Record set below:

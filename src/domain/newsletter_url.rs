const SUBSCRIBE_SUFFIX: &str = "/subscribe";

/// Newsletter publication URL, normalized so that `subscribe_url` always ends
/// with `/subscribe`. The form may send either the publication root or the
/// subscribe page itself.
#[derive(Debug, Clone)]
pub struct NewsletterUrl {
    /// Publication root; sent as `Referer` and `Origin`
    base: String,
    subscribe: String,
}

impl NewsletterUrl {
    /// Returns `None` for an empty url (unconfigured destination).
    pub fn parse(url: String) -> Option<Self> {
        if url.is_empty() {
            return None;
        }
        let parsed = match url.strip_suffix(SUBSCRIBE_SUFFIX) {
            Some(base) => Self {
                base: base.to_string(),
                subscribe: url.clone(),
            },
            None if url.ends_with('/') => Self {
                subscribe: format!("{url}subscribe"),
                base: url,
            },
            None => Self {
                subscribe: format!("{url}{SUBSCRIBE_SUFFIX}"),
                base: url,
            },
        };
        Some(parsed)
    }

    pub fn base_url(&self) -> &str { &self.base }

    pub fn subscribe_url(&self) -> &str { &self.subscribe }
}
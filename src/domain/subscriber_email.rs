use super::ValidationError;

/// Email address submitted through the form.
///
/// Only presence is checked here; both destinations run their own address
/// validation, so the value is forwarded exactly as received.
#[derive(Debug, Clone)]
pub struct SubscriberEmail(String);

impl SubscriberEmail {
    pub fn parse(email: Option<String>) -> Result<Self, ValidationError> {
        match email {
            Some(email) if !email.is_empty() => Ok(Self(email)),
            _ => Err(ValidationError::MissingEmail),
        }
    }
}

impl AsRef<str> for SubscriberEmail {
    fn as_ref(&self) -> &str { &self.0 }
}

End of Record set.

Work to complete → Print, unaltered, every line from the beginning of the material down to the line with "Some(base) => Self".

Solution for this task →
filename src/domain/newsletter_url.rs
const SUBSCRIBE_SUFFIX: &str = "/subscribe";

/// Newsletter publication URL, normalized so that `subscribe_url` always ends
/// with `/subscribe`. The form may send either the publication root or the
/// subscribe page itself.
#[derive(Debug, Clone)]
pub struct NewsletterUrl {
    /// Publication root; sent as `Referer` and `Origin`
    base: String,
    subscribe: String,
}

impl NewsletterUrl {
    /// Returns `None` for an empty url (unconfigured destination).
    pub fn parse(url: String) -> Option<Self> {
        if url.is_empty() {
            return None;
        }
        let parsed = match url.strip_suffix(SUBSCRIBE_SUFFIX) {
            Some(base) => Self {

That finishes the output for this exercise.